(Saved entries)
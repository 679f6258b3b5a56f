use std::path::PathBuf;
use std::process::ExitStatus;
use thiserror::Error;

/// Result type for geomqa operations
pub type Result<T> = std::result::Result<T, GeomqaError>;

/// Error types for geomqa operations
#[derive(Error, Debug)]
pub enum GeomqaError {
    /// External program could not be started because it is not installed
    #[error("{program} not found: {hint}")]
    ToolNotFound { program: String, hint: String },

    /// NiftyReg directory does not exist
    #[error("niftyreg not found")]
    NiftyRegNotFound(PathBuf),

    /// External program ran but exited unsuccessfully
    #[error("{program} failed ({status})")]
    ToolFailed { program: String, status: ExitStatus },

    /// Version output could not be understood
    #[error("Unable to parse version: {0}")]
    VersionParse(String),

    /// Installed tool version has not been validated
    #[error("non-validated {lib} version {found} (expected {expected})")]
    UnvalidatedVersion {
        lib: String,
        found: String,
        expected: String,
    },

    /// Required input file does not exist
    #[error("File not found: {}", .0.display())]
    MissingFile(PathBuf),

    /// Two inputs would write to the same results directory
    #[error("{} and {} both write results to '{}'", .first.display(), .second.display(), .stem)]
    DuplicateStem {
        stem: String,
        first: PathBuf,
        second: PathBuf,
    },

    /// NIfTI reading error
    #[error("NIfTI error: {0}")]
    NiftiError(String),

    /// Volume has an unusable shape
    #[error("Invalid volume: {0}")]
    InvalidVolume(String),

    /// Figure rendering error
    #[error("Plot error: {0}")]
    PlotError(String),

    /// I/O error
    #[error("IO error: {0}")]
    IoError(#[from] std::io::Error),
}

impl From<nifti::NiftiError> for GeomqaError {
    fn from(e: nifti::NiftiError) -> Self {
        GeomqaError::NiftiError(format!("{}", e))
    }
}

impl From<image::ImageError> for GeomqaError {
    fn from(e: image::ImageError) -> Self {
        GeomqaError::PlotError(format!("{}", e))
    }
}

impl From<ndarray::ShapeError> for GeomqaError {
    fn from(e: ndarray::ShapeError) -> Self {
        GeomqaError::InvalidVolume(format!("{}", e))
    }
}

▶ [What the task requires]:
Transcribe the records above exactly, keeping every line.

▶ [Solution to this task]:
repository 679f6258b3b5a56f
use std::path::PathBuf;
use std::process::ExitStatus;
use thiserror::Error;

/// Result type for geomqa operations
pub type Result<T> = std::result::Result<T, GeomqaError>;

/// Error types for geomqa operations
#[derive(Error, Debug)]
pub enum GeomqaError {
    /// External program could not be started because it is not installed
    #[error("{program} not found: {hint}")]
    ToolNotFound { program: String, hint: String },

    /// NiftyReg directory does not exist
    #[error("niftyreg not found")]
    NiftyRegNotFound(PathBuf),

    /// External program ran but exited unsuccessfully
    #[error("{program} failed ({status})")]
    ToolFailed { program: String, status: ExitStatus },

    /// Version output could not be understood
    #[error("Unable to parse version: {0}")]
    VersionParse(String),

    /// Installed tool version has not been validated
    #[error("non-validated {lib} version {found} (expected {expected})")]
    UnvalidatedVersion {
        lib: String,
        found: String,
        expected: String,
    },

    /// Required input file does not exist
    #[error("File not found: {}", .0.display())]
    MissingFile(PathBuf),

    /// Two inputs would write to the same results directory
    #[error("{} and {} both write results to '{}'", .first.display(), .second.display(), .stem)]
    DuplicateStem {
        stem: String,
        first: PathBuf,
        second: PathBuf,
    },

    /// NIfTI reading error
    #[error("NIfTI error: {0}")]
    NiftiError(String),

    /// Volume has an unusable shape
    #[error("Invalid volume: {0}")]
    InvalidVolume(String),

    /// Figure rendering error
    #[error("Plot error: {0}")]
    PlotError(String),

    /// I/O error
    #[error("IO error: {0}")]
    IoError(#[from] std::io::Error),
}

impl From<nifti::NiftiError> for GeomqaError {
    fn from(e: nifti::NiftiError) -> Self {
        GeomqaError::NiftiError(format!("{}", e))
    }
}

impl From<image::ImageError> for GeomqaError {
    fn from(e: image::ImageError) -> Self {
        GeomqaError::PlotError(format!("{}", e))
    }
}

impl From<ndarray::ShapeError> for GeomqaError {
    fn from(e: ndarray::ShapeError) -> Self {
        GeomqaError::InvalidVolume(format!("{}", e))
    }
}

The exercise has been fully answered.